His first point, that Theora isn't technically competitive with the lastest batch of encoders for the encumbered MPEG codecs, is entirely true. From Xiph's point of view is that that's a little like saying there's no point in using Linux because it doesn't work as well as Windows, but the technical disparity does need to be addressed.

Monty and Derf have been working on a new encoder the past few months, but there's nothing to show yet. We believe the Theora format has scope to offer similar compression efficiency to h.263 with less complexity. Beyond that, we look to the BBC's Dirac. But in the absence of software to prove the capabilities of the format, one has to take our word, as well as being interested in long term planning, for that to be a meaningful argument.

His second point, about people believing Theora is patented is just FUD as far as I know. We're not aware of any patents. The original developer of the VP3 format which became theora grants rights to any patents they might have on the implementation. Submarine patents are of course always possible, but they affect MPEG and Microsoft codecs just as much as independent designs.

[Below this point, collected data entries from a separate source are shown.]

use std::fmt;

use serde::{Deserialize, Serialize};
use uuid::Uuid;

/// Pseudonymous sender label, generated once per session and immutable for
/// its lifetime. Not a credential: uniqueness rests on the uuid-v4 space
/// being large enough for a room of tens to low-hundreds of users.
#[derive(Debug, Clone, PartialEq, Eq, Hash, Serialize, Deserialize)]
#[serde(transparent)]
pub struct Identity(pub String);

impl Identity {
    pub fn generate() -> Self {
        Self(format!("user-{}", Uuid::new_v4().simple()))
    }

    pub fn as_str(&self) -> &str {
        &self.0
    }
}

impl fmt::Display for Identity {
    fn fmt(&self, f: &mut fmt::Formatter<'_>) -> fmt::Result {
        f.write_str(&self.0)
    }
}

/// Which producer introduced a message into the timeline.
#[derive(Debug, Clone, Copy, PartialEq, Eq, Serialize, Deserialize)]
#[serde(rename_all = "snake_case")]
pub enum Origin {
    History,
    Live,
    Optimistic,
}

/// Display-side attribution, derived from the sender label. Never stored on
/// the message itself so it cannot diverge from `sender`.
#[derive(Debug, Clone, Copy, PartialEq, Eq, Serialize, Deserialize)]
#[serde(rename_all = "snake_case")]
pub enum Orientation {
    Own,
    Other,
}

#[derive(Debug, Clone, PartialEq, Eq, Serialize, Deserialize)]
pub struct Message {
    pub text: String,
    pub sender: String,
    pub origin: Origin,
}

impl Message {
    pub fn orientation(&self, local: &Identity) -> Orientation {
        if self.sender == local.0 {
            Orientation::Own
        } else {
            Orientation::Other
        }
    }
}

#[cfg(test)]
mod tests {
    use super::*;

    #[test]
    fn generated_identities_are_distinct_and_labeled() {
        let a = Identity::generate();
        let b = Identity::generate();
        assert_ne!(a, b);
        assert!(a.as_str().starts_with("user-"));
        assert!(a.as_str().len() > "user-".len());
    }

    #[test]
    fn orientation_follows_sender_regardless_of_origin() {
        let local = Identity("user-local".to_string());
        for origin in [Origin::History, Origin::Live, Origin::Optimistic] {
            let own = Message {
                text: "hi".to_string(),
                sender: "user-local".to_string(),
                origin,
            };
            let other = Message {
                text: "hi".to_string(),
                sender: "user-remote".to_string(),
                origin,
            };
            assert_eq!(own.orientation(&local), Orientation::Own);
            assert_eq!(other.orientation(&local), Orientation::Other);
        }
    }
}
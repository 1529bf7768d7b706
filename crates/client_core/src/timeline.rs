//! The reconciliation engine: one ordered timeline, three producers.
//!
//! All producers enqueue [`EngineCommand`]s onto a single mpsc queue and a
//! single consumer task applies them in arrival order, so cross-producer
//! ordering is wall-clock arrival order at the queue. No global sequence
//! numbers or causal ordering; this is a best-effort chat view, not a
//! ledger.

use shared::{
    domain::{Identity, Message, Origin},
    protocol::ChatRecord,
};
use tokio::sync::{broadcast, mpsc, oneshot};

use crate::ClientEvent;

pub(crate) enum EngineCommand {
    /// History resolution. Sent exactly once, with an empty batch when the
    /// fetch failed.
    HistoryLoaded(Vec<ChatRecord>),
    LiveBatch(Vec<ChatRecord>),
    Local(String),
    Snapshot(oneshot::Sender<Vec<Message>>),
}

enum Pending {
    Live(Vec<ChatRecord>),
    Local(String),
}

/// Ordered, append-only message sequence. Entries are never reordered or
/// removed once accepted; the only rejection points are the self-echo filter
/// on the live path and the empty-after-trim rule on every path.
pub struct Timeline {
    local: Identity,
    entries: Vec<Message>,
    history_applied: bool,
    pending: Vec<Pending>,
}

impl Timeline {
    pub fn new(local: Identity) -> Self {
        Self {
            local,
            entries: Vec::new(),
            history_applied: false,
            pending: Vec::new(),
        }
    }

    /// Apply the one-shot history batch and flush every arrival that was
    /// deferred behind it, preserving each arrival's queue order. History
    /// resolves once; a later resolution is ignored.
    pub fn apply_history(&mut self, records: Vec<ChatRecord>) {
        if self.history_applied {
            return;
        }

        for record in records {
            self.accept(record.into_message(Origin::History));
        }
        self.history_applied = true;

        for deferred in std::mem::take(&mut self.pending) {
            match deferred {
                Pending::Live(records) => {
                    self.apply_live(records);
                }
                Pending::Local(text) => {
                    self.apply_local(text);
                }
            }
        }
    }

    /// Apply one live push batch. Candidates whose sender equals the local
    /// identity are dropped before insertion: the originating client already
    /// displayed them optimistically at send time, and this filter is the
    /// sole dedup mechanism between the optimistic and live origins.
    pub fn apply_live(&mut self, records: Vec<ChatRecord>) -> bool {
        if !self.history_applied {
            self.pending.push(Pending::Live(records));
            return false;
        }

        let before = self.entries.len();
        for record in records {
            if record.sender == self.local.0 {
                continue;
            }
            self.accept(record.into_message(Origin::Live));
        }
        self.entries.len() != before
    }

    /// Append a locally-originated send. Never rolled back, even when the
    /// backend request later fails.
    pub fn apply_local(&mut self, text: String) -> bool {
        if !self.history_applied {
            self.pending.push(Pending::Local(text));
            return false;
        }

        self.accept(Message {
            text,
            sender: self.local.0.clone(),
            origin: Origin::Optimistic,
        })
    }

    fn accept(&mut self, message: Message) -> bool {
        if message.text.trim().is_empty() {
            return false;
        }
        self.entries.push(message);
        true
    }

    pub fn snapshot(&self) -> Vec<Message> {
        self.entries.clone()
    }

    pub fn len(&self) -> usize {
        self.entries.len()
    }

    pub fn is_empty(&self) -> bool {
        self.entries.is_empty()
    }
}

/// Single consumer over the engine queue. Emits a timeline snapshot after
/// every accepted mutation, and once when history resolves even if it
/// resolved empty, so the presentation layer always gets an initial render.
pub(crate) async fn run_engine(
    mut timeline: Timeline,
    mut commands: mpsc::UnboundedReceiver<EngineCommand>,
    events: broadcast::Sender<ClientEvent>,
) {
    while let Some(command) = commands.recv().await {
        let changed = match command {
            EngineCommand::HistoryLoaded(records) => {
                timeline.apply_history(records);
                true
            }
            EngineCommand::LiveBatch(records) => timeline.apply_live(records),
            EngineCommand::Local(text) => timeline.apply_local(text),
            EngineCommand::Snapshot(reply) => {
                let _ = reply.send(timeline.snapshot());
                false
            }
        };

        if changed {
            let _ = events.send(ClientEvent::TimelineUpdated(timeline.snapshot()));
        }
    }
}

#[cfg(test)]
#[path = "tests/timeline_tests.rs"]
mod tests;
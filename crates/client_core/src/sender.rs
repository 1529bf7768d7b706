//! Outbound send over the request/response surface, independent of the live
//! channel.

use anyhow::Result;
use shared::protocol::ChatRecord;

/// `POST {api_base}/message`. The response body is ignored; the caller does
/// not wait for the live echo.
pub(crate) async fn post_message(
    http: &reqwest::Client,
    api_base: &str,
    record: &ChatRecord,
) -> Result<()> {
    http.post(format!("{api_base}/message"))
        .json(record)
        .send()
        .await?
        .error_for_status()?;
    Ok(())
}
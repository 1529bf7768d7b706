use std::sync::Arc;

use anyhow::{anyhow, Result};
use async_trait::async_trait;
use shared::{
    domain::{Identity, Message},
    error::{FaultKind, TransportFault},
    protocol::ChatRecord,
};
use thiserror::Error;
use tokio::{
    sync::{broadcast, mpsc, oneshot, Mutex},
    task::JoinHandle,
};
use tracing::{info, warn};
use url::Url;

pub mod backoff;
mod history;
pub mod live;
mod sender;
pub mod timeline;

pub use live::{LiveChannelOptions, LiveStatus};

use timeline::{run_engine, EngineCommand, Timeline};

const EVENT_CHANNEL_CAPACITY: usize = 1024;

#[derive(Debug, Error)]
pub enum StartError {
    #[error("invalid api base `{0}`: {1}")]
    InvalidApiBase(String, url::ParseError),
    #[error("invalid socket base `{0}`: {1}")]
    InvalidSocketBase(String, url::ParseError),
    #[error("api base must use http or https, got `{0}`")]
    UnsupportedApiScheme(String),
    #[error("socket base must use ws or wss, got `{0}`")]
    UnsupportedSocketScheme(String),
}

#[derive(Debug, Clone)]
pub struct ChatClientOptions {
    /// HTTP endpoint root for the history fetch and outbound sends.
    pub api_base: String,
    /// WebSocket endpoint root for the live push channel.
    pub ws_base: String,
    pub live: LiveChannelOptions,
}

/// Events fanned out to the presentation layer. Timeline snapshots are
/// complete and ordered; consumers never patch state incrementally.
#[derive(Debug, Clone)]
pub enum ClientEvent {
    TimelineUpdated(Vec<Message>),
    LiveStatusChanged(LiveStatus),
    Fault(TransportFault),
}

#[async_trait]
pub trait ChatHandle: Send + Sync {
    fn identity(&self) -> &Identity;
    async fn send_message(&self, text: &str) -> Result<()>;
    async fn timeline(&self) -> Result<Vec<Message>>;
    fn subscribe_events(&self) -> broadcast::Receiver<ClientEvent>;
    async fn shutdown(&self);
}

/// Session context object owning the identity, the engine queue, and the
/// background tasks. Constructed once at startup and passed around
/// explicitly; there is no ambient global state.
pub struct ChatClient {
    http: reqwest::Client,
    api_base: String,
    identity: Identity,
    engine_tx: mpsc::UnboundedSender<EngineCommand>,
    events: broadcast::Sender<ClientEvent>,
    tasks: Mutex<Vec<JoinHandle<()>>>,
}

impl ChatClient {
    /// Validate the configured bases, generate the session identity, and
    /// spawn the engine, history, and live-channel tasks. Must be called
    /// from within a tokio runtime.
    pub fn start(options: ChatClientOptions) -> Result<Arc<Self>> {
        let api_url = Url::parse(&options.api_base)
            .map_err(|err| StartError::InvalidApiBase(options.api_base.clone(), err))?;
        if !matches!(api_url.scheme(), "http" | "https") {
            return Err(StartError::UnsupportedApiScheme(api_url.scheme().to_string()).into());
        }
        let ws_url = Url::parse(&options.ws_base)
            .map_err(|err| StartError::InvalidSocketBase(options.ws_base.clone(), err))?;
        if !matches!(ws_url.scheme(), "ws" | "wss") {
            return Err(StartError::UnsupportedSocketScheme(ws_url.scheme().to_string()).into());
        }

        let identity = Identity::generate();
        let http = reqwest::Client::new();
        let (events, _) = broadcast::channel(EVENT_CHANNEL_CAPACITY);
        let (engine_tx, engine_rx) = mpsc::unbounded_channel();

        info!(identity = %identity, api_base = %options.api_base, ws_base = %options.ws_base, "chat client starting");

        let engine_task = tokio::spawn(run_engine(
            Timeline::new(identity.clone()),
            engine_rx,
            events.clone(),
        ));

        let history_task = {
            let http = http.clone();
            let api_base = options.api_base.clone();
            let engine_tx = engine_tx.clone();
            let events = events.clone();
            tokio::spawn(async move {
                let records = match history::fetch_recent(&http, &api_base).await {
                    Ok(records) => {
                        info!(count = records.len(), "history: loaded");
                        records
                    }
                    Err(err) => {
                        warn!(error = %err, "history: fetch failed; starting with empty timeline");
                        let _ = events.send(ClientEvent::Fault(TransportFault::new(
                            FaultKind::HistoryFetch,
                            err.to_string(),
                        )));
                        Vec::new()
                    }
                };
                let _ = engine_tx.send(EngineCommand::HistoryLoaded(records));
            })
        };

        let live_task = tokio::spawn(live::run_live_channel(
            options.ws_base,
            options.live,
            engine_tx.clone(),
            events.clone(),
        ));

        Ok(Arc::new(Self {
            http,
            api_base: options.api_base,
            identity,
            engine_tx,
            events,
            tasks: Mutex::new(vec![engine_task, history_task, live_task]),
        }))
    }
}

#[async_trait]
impl ChatHandle for ChatClient {
    fn identity(&self) -> &Identity {
        &self.identity
    }

    /// Append the message optimistically, then fire the backend request
    /// without waiting for it. A failed request is surfaced as a fault but
    /// the optimistic entry stays; there is no rollback.
    async fn send_message(&self, text: &str) -> Result<()> {
        if text.trim().is_empty() {
            return Err(anyhow!("message text must not be empty"));
        }

        self.engine_tx
            .send(EngineCommand::Local(text.to_string()))
            .map_err(|_| anyhow!("reconciliation engine is gone"))?;

        let http = self.http.clone();
        let api_base = self.api_base.clone();
        let record = ChatRecord {
            sender: self.identity.0.clone(),
            message: text.to_string(),
        };
        let events = self.events.clone();
        tokio::spawn(async move {
            if let Err(err) = sender::post_message(&http, &api_base, &record).await {
                warn!(error = %err, "send: message post failed");
                let _ = events.send(ClientEvent::Fault(TransportFault::new(
                    FaultKind::SendFailed,
                    err.to_string(),
                )));
            }
        });

        Ok(())
    }

    async fn timeline(&self) -> Result<Vec<Message>> {
        let (reply_tx, reply_rx) = oneshot::channel();
        self.engine_tx
            .send(EngineCommand::Snapshot(reply_tx))
            .map_err(|_| anyhow!("reconciliation engine is gone"))?;
        reply_rx
            .await
            .map_err(|_| anyhow!("reconciliation engine dropped the snapshot request"))
    }

    fn subscribe_events(&self) -> broadcast::Receiver<ClientEvent> {
        self.events.subscribe()
    }

    /// Deliberate teardown: the live connection is released, the in-flight
    /// history request (if any) is abandoned, and nothing mutates the
    /// timeline afterwards. Not reported as an error.
    async fn shutdown(&self) {
        let mut tasks = self.tasks.lock().await;
        for task in tasks.drain(..) {
            task.abort();
        }
        info!(identity = %self.identity, "chat client shut down");
    }
}

#[cfg(test)]
#[path = "tests/lib_tests.rs"]
mod tests;
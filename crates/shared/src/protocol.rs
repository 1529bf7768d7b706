use serde::{Deserialize, Serialize};

use crate::domain::{Message, Origin};

/// Wire record shared by all three backend surfaces: elements of the
/// `GET /recent` response, elements of a live push batch, and the body of
/// `POST /message`.
#[derive(Debug, Clone, PartialEq, Eq, Serialize, Deserialize)]
pub struct ChatRecord {
    pub sender: String,
    pub message: String,
}

impl ChatRecord {
    pub fn into_message(self, origin: Origin) -> Message {
        Message {
            text: self.message,
            sender: self.sender,
            origin,
        }
    }
}
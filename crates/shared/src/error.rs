use serde::{Deserialize, Serialize};
use thiserror::Error;

#[derive(Debug, Clone, Copy, PartialEq, Eq, Serialize, Deserialize)]
#[serde(rename_all = "snake_case")]
pub enum FaultKind {
    HistoryFetch,
    MalformedPayload,
    ConnectionLost,
    SendFailed,
}

/// A recoverable fault surfaced to the presentation layer. None of these are
/// fatal to the session: the client stays usable under every kind.
#[derive(Debug, Clone, Error, Serialize, Deserialize)]
#[error("{kind:?}: {message}")]
pub struct TransportFault {
    pub kind: FaultKind,
    pub message: String,
}

impl TransportFault {
    pub fn new(kind: FaultKind, message: impl Into<String>) -> Self {
        Self {
            kind,
            message: message.into(),
        }
    }
}
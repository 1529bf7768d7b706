use std::{collections::HashMap, fs};

use anyhow::{bail, Context};
use url::Url;

#[derive(Debug, Clone)]
pub struct Settings {
    pub api_base: String,
    pub ws_base: String,
    /// When set, the host of both bases must match this value.
    pub allowed_host: Option<String>,
}

impl Default for Settings {
    fn default() -> Self {
        Self {
            api_base: "http://127.0.0.1:3030".into(),
            ws_base: "ws://127.0.0.1:3031".into(),
            allowed_host: None,
        }
    }
}

pub fn load_settings() -> Settings {
    let mut settings = Settings::default();

    if let Ok(raw) = fs::read_to_string("chat.toml") {
        if let Ok(file_cfg) = toml::from_str::<HashMap<String, String>>(&raw) {
            if let Some(v) = file_cfg.get("api_base") {
                settings.api_base = v.clone();
            }
            if let Some(v) = file_cfg.get("ws_base") {
                settings.ws_base = v.clone();
            }
            if let Some(v) = file_cfg.get("allowed_host") {
                settings.allowed_host = Some(v.clone());
            }
        }
    }

    if let Ok(v) = std::env::var("CHAT_API_BASE") {
        settings.api_base = v;
    }
    if let Ok(v) = std::env::var("APP__API_BASE") {
        settings.api_base = v;
    }

    if let Ok(v) = std::env::var("CHAT_WS_BASE") {
        settings.ws_base = v;
    }
    if let Ok(v) = std::env::var("APP__WS_BASE") {
        settings.ws_base = v;
    }

    if let Ok(v) = std::env::var("CHAT_ALLOWED_HOST") {
        settings.allowed_host = Some(v);
    }
    if let Ok(v) = std::env::var("APP__ALLOWED_HOST") {
        settings.allowed_host = Some(v);
    }

    settings
}

pub fn validate_settings(settings: &Settings) -> anyhow::Result<()> {
    let api = Url::parse(&settings.api_base)
        .with_context(|| format!("invalid api_base '{}'", settings.api_base))?;
    let ws = Url::parse(&settings.ws_base)
        .with_context(|| format!("invalid ws_base '{}'", settings.ws_base))?;

    if !matches!(api.scheme(), "http" | "https") {
        bail!("api_base must use http or https, got '{}'", api.scheme());
    }
    if !matches!(ws.scheme(), "ws" | "wss") {
        bail!("ws_base must use ws or wss, got '{}'", ws.scheme());
    }

    if let Some(host) = &settings.allowed_host {
        for (label, url) in [("api_base", &api), ("ws_base", &ws)] {
            if url.host_str() != Some(host.as_str()) {
                bail!(
                    "{label} host '{}' is not the allowed host '{host}'",
                    url.host_str().unwrap_or(""),
                );
            }
        }
    }

    Ok(())
}

#[cfg(test)]
mod tests {
    use super::*;

    #[test]
    fn defaults_point_at_localhost() {
        let settings = Settings::default();
        validate_settings(&settings).expect("defaults are valid");
    }

    #[test]
    fn rejects_wrong_schemes() {
        let mut settings = Settings::default();
        settings.ws_base = "http://127.0.0.1:3031".into();
        assert!(validate_settings(&settings).is_err());

        let mut settings = Settings::default();
        settings.api_base = "ws://127.0.0.1:3030".into();
        assert!(validate_settings(&settings).is_err());
    }

    #[test]
    fn allowed_host_must_match_both_bases() {
        let settings = Settings {
            api_base: "http://chat.example.com/api".into(),
            ws_base: "ws://chat.example.com/ws".into(),
            allowed_host: Some("chat.example.com".into()),
        };
        validate_settings(&settings).expect("matching host is valid");

        let settings = Settings {
            api_base: "http://chat.example.com/api".into(),
            ws_base: "ws://other.example.com/ws".into(),
            allowed_host: Some("chat.example.com".into()),
        };
        assert!(validate_settings(&settings).is_err());
    }
}
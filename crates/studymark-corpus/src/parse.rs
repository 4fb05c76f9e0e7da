//! Markdown parsing into Document models
//!
//! One pass over the pulldown-cmark event stream with byte offsets, so
//! every section heading and snippet fence gets a 1-based line number for
//! diagnostics.
//!
//! Structure mapping:
//! - first H1 becomes the document title
//! - every H2 opens a new section (H3+ headings flow into the body)
//! - fenced code blocks become SnippetBlocks in the enclosing section
//! - content before the first H2 lands in an implicit preamble section,
//!   so snippets in an introduction still get checked

use std::path::PathBuf;

use pulldown_cmark::{CodeBlockKind, Event, HeadingLevel, Options, Parser, Tag, TagEnd};

use studymark_core::model::{Document, Section, SnippetBlock};

/// Parse one markdown text into a Document
pub fn parse_document(path: PathBuf, text: &str) -> Document {
    let line_index = LineIndex::new(text);
    let fallback_title = path
        .file_stem()
        .map(|s| s.to_string_lossy().into_owned())
        .unwrap_or_else(|| "untitled".to_string());

    let mut title: Option<String> = None;
    let mut sections: Vec<Section> = Vec::new();
    let mut current: Option<Section> = None;

    let mut heading_level: Option<HeadingLevel> = None;
    let mut heading_buf = String::new();
    let mut heading_line = 1;

    let mut code_lang: Option<String> = None;
    let mut code_buf = String::new();
    let mut code_line = 1;

    let parser = Parser::new_ext(text, Options::ENABLE_TABLES).into_offset_iter();

    for (event, range) in parser {
        match event {
            Event::Start(Tag::Heading { level, .. }) => {
                heading_level = Some(level);
                heading_buf.clear();
                heading_line = line_index.line_of(range.start);
            }
            Event::End(TagEnd::Heading(level)) => {
                heading_level = None;
                match level {
                    HeadingLevel::H1 if title.is_none() => {
                        title = Some(heading_buf.trim().to_string());
                    }
                    HeadingLevel::H2 => {
                        if let Some(section) = current.take() {
                            sections.push(section);
                        }
                        current = Some(Section::new(heading_buf.trim().to_string(), heading_line));
                    }
                    // H3+ (and later H1s) are body structure, not section
                    // boundaries; their text was already routed to the body
                    _ => {
                        append_body(&mut current, &heading_buf);
                        append_body(&mut current, "\n");
                    }
                }
                heading_buf.clear();
            }
            Event::Start(Tag::CodeBlock(kind)) => {
                let lang = match kind {
                    CodeBlockKind::Fenced(info) => info
                        .split_whitespace()
                        .next()
                        .unwrap_or("")
                        .to_string(),
                    CodeBlockKind::Indented => String::new(),
                };
                code_lang = Some(lang);
                code_buf.clear();
                code_line = line_index.line_of(range.start);
            }
            Event::End(TagEnd::CodeBlock) => {
                if let Some(lang) = code_lang.take() {
                    let snippet = SnippetBlock::new(lang, code_buf.clone(), code_line);
                    ensure_section(&mut current).snippets.push(snippet);
                }
                code_buf.clear();
            }
            Event::Text(text) => {
                if code_lang.is_some() {
                    code_buf.push_str(&text);
                } else if heading_level.is_some() {
                    heading_buf.push_str(&text);
                } else {
                    append_body(&mut current, &text);
                }
            }
            Event::Code(code) => {
                // Inline code keeps its backticks in headings and bodies
                let rendered = format!("`{}`", code);
                if heading_level.is_some() {
                    heading_buf.push_str(&rendered);
                } else {
                    append_body(&mut current, &rendered);
                }
            }
            Event::SoftBreak | Event::HardBreak => {
                if heading_level.is_some() {
                    heading_buf.push(' ');
                } else {
                    append_body(&mut current, "\n");
                }
            }
            Event::End(TagEnd::Paragraph) | Event::End(TagEnd::Item) => {
                append_body(&mut current, "\n");
            }
            _ => {}
        }
    }

    if let Some(section) = current.take() {
        sections.push(section);
    }

    let titled_by_heading = title.is_some();
    let mut doc = Document::new(
        path,
        title.unwrap_or(fallback_title),
        titled_by_heading,
    );
    doc.sections = sections;
    doc
}

/// Append body text, creating the implicit preamble section on demand
fn append_body(current: &mut Option<Section>, text: &str) {
    if text.trim().is_empty() && current.is_none() {
        // Don't materialize a preamble for whitespace
        return;
    }
    ensure_section(current).body.push_str(text);
}

fn ensure_section(current: &mut Option<Section>) -> &mut Section {
    current.get_or_insert_with(|| Section::new(String::new(), 1))
}

/// Byte-offset to 1-based line number lookup
struct LineIndex {
    newline_offsets: Vec<usize>,
}

impl LineIndex {
    fn new(text: &str) -> Self {
        let newline_offsets = text
            .bytes()
            .enumerate()
            .filter(|(_, b)| *b == b'\n')
            .map(|(i, _)| i)
            .collect();
        Self { newline_offsets }
    }

    fn line_of(&self, offset: usize) -> usize {
        self.newline_offsets.partition_point(|&n| n < offset) + 1
    }
}

#[cfg(test)]
mod tests {
    use super::*;
    use studymark_core::model::SectionKind;

    const SAMPLE: &str = "\
# Closures

A closure is a function plus its lexical environment.

## Concept Introduction

Functions remember where they were born.

## Deep Dive

```js
function outer() {
  let hidden = 1;
  return () => hidden;
}
console.log(outer()()); // 1
```

### A nested sub-heading

More prose.

## Key Takeaways

- Scope is lexical.
";

    #[test]
    fn test_title_from_h1() {
        let doc = parse_document(PathBuf::from("closures.md"), SAMPLE);
        assert_eq!(doc.title, "Closures");
        assert!(doc.titled_by_heading);
    }

    #[test]
    fn test_sections_from_h2() {
        let doc = parse_document(PathBuf::from("closures.md"), SAMPLE);
        // Preamble plus three H2 sections
        assert_eq!(doc.sections.len(), 4);
        assert_eq!(
            doc.canonical_kinds(),
            vec![
                SectionKind::ConceptIntroduction,
                SectionKind::DeepDive,
                SectionKind::KeyTakeaways,
            ]
        );
    }

    #[test]
    fn test_heading_lines() {
        let doc = parse_document(PathBuf::from("closures.md"), SAMPLE);
        let deep_dive = doc
            .sections
            .iter()
            .find(|s| s.kind == Some(SectionKind::DeepDive))
            .unwrap();
        assert_eq!(deep_dive.line, 9);
    }

    #[test]
    fn test_snippet_extraction() {
        let doc = parse_document(PathBuf::from("closures.md"), SAMPLE);
        let snippets: Vec<_> = doc.snippets().collect();
        assert_eq!(snippets.len(), 1);
        assert_eq!(snippets[0].language, "js");
        assert_eq!(snippets[0].line, 11);
        assert!(snippets[0].source.contains("outer()()"));
        assert_eq!(snippets[0].expected_output, Some(vec!["1".to_string()]));
    }

    #[test]
    fn test_h3_does_not_open_section() {
        let doc = parse_document(PathBuf::from("closures.md"), SAMPLE);
        assert!(doc
            .sections
            .iter()
            .all(|s| s.heading != "A nested sub-heading"));
    }

    #[test]
    fn test_missing_h1_falls_back_to_stem() {
        let doc = parse_document(PathBuf::from("event-loop.md"), "## Deep Dive\n\nprose\n");
        assert_eq!(doc.title, "event-loop");
        assert!(!doc.titled_by_heading);
    }

    #[test]
    fn test_preamble_snippet_is_kept() {
        let text = "# T\n\n```js\nconsole.log(1); // 1\n```\n\n## Deep Dive\n\nprose\n";
        let doc = parse_document(PathBuf::from("t.md"), text);
        assert_eq!(doc.snippets().count(), 1);
        // The preamble section is not canonical
        assert_eq!(doc.sections[0].kind, None);
    }

    #[test]
    fn test_inline_code_in_heading() {
        let text = "# T\n\n## Deep Dive\n\nUse `typeof` carefully.\n";
        let doc = parse_document(PathBuf::from("t.md"), text);
        let section = doc.sections.iter().find(|s| s.heading == "Deep Dive").unwrap();
        assert!(section.body.contains("`typeof`"));
    }
}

I've heard this argument from two different directions. First from corporations who have already bet on one of the MPEG codecs and want to dissuade any competition, and second from Free Software people, who don't understand how patents work, shrug, say it's all equally bad, and then get behind the proprietary technology.

What happened with the html5 flame fest was that some corporations said they didn't feel the current demand for web content in royalty-free formats justified the additional exposure implementing them would create. That's true so far as it goes, but a very specific statement about their own interests and hardly a reason for anyone else to eschew royalty free formats.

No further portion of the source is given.